▶ Problem description: Your task is to find every line of the listing that includes "printing" and copy it.

▶ Data provided:
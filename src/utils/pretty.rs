//! Pretty printing: width-aware documents and an indenting line writer.

use pretty::{BoxAllocator, DocAllocator, DocBuilder};

/// Default line width for pretty printing.
pub const DEFAULT_WIDTH: usize = 80;

/// A value that lays itself out as a `pretty` document.
pub trait PrettyPrint {
    /// Build the document.
    fn to_doc<'a, D: DocAllocator<'a>>(&self, allocator: &'a D) -> DocBuilder<'a, D>;

    /// Lay out within `width` columns.
    fn render(&self, width: usize) -> String {
        let mut output = String::new();
        // Writing into a String cannot fail.
        let _ = self.to_doc(&BoxAllocator).render_fmt(width, &mut output);
        output
    }

    /// Lay out within [`DEFAULT_WIDTH`] columns.
    fn to_pretty_string(&self) -> String {
        self.render(DEFAULT_WIDTH)
    }
}

/// Collects output lines, each prefixed with `depth` copies of an indent unit.
#[derive(Debug, Clone)]
pub struct CodeFormatter {
    lines: Vec<String>,
    depth: usize,
    unit: String,
}

impl CodeFormatter {
    /// Empty formatter indenting with `unit`.
    pub fn new(unit: &str) -> Self {
        Self { lines: Vec::new(), depth: 0, unit: unit.to_string() }
    }

    /// One level deeper.
    pub fn indent(&mut self) {
        self.depth += 1;
    }

    /// One level shallower, stopping at zero.
    pub fn dedent(&mut self) {
        self.depth = self.depth.saturating_sub(1);
    }

    /// Append `text` at the current depth; embedded newlines start new lines.
    pub fn line(&mut self, text: &str) {
        let prefix = self.unit.repeat(self.depth);
        for part in text.split('\n') {
            if part.is_empty() {
                self.lines.push(String::new());
            } else {
                self.lines.push(format!("{}{}", prefix, part));
            }
        }
    }

    /// Run `f` one level deeper.
    pub fn nested<F: FnOnce(&mut Self)>(&mut self, f: F) {
        self.indent();
        f(self);
        self.dedent();
    }

    /// `header {`, the nested body, then `}`.
    pub fn block<F: FnOnce(&mut Self)>(&mut self, header: &str, f: F) {
        self.line(&format!("{} {{", header));
        self.nested(f);
        self.line("}");
    }

    /// Every line, newline-terminated.
    pub fn finish(self) -> String {
        let mut out = String::with_capacity(self.lines.iter().map(|l| l.len() + 1).sum());
        for line in self.lines {
            out.push_str(&line);
            out.push('\n');
        }
        out
    }
}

▶ Written answer:
//! Pretty printing: width-aware documents and an indenting line writer.
/// Default line width for pretty printing.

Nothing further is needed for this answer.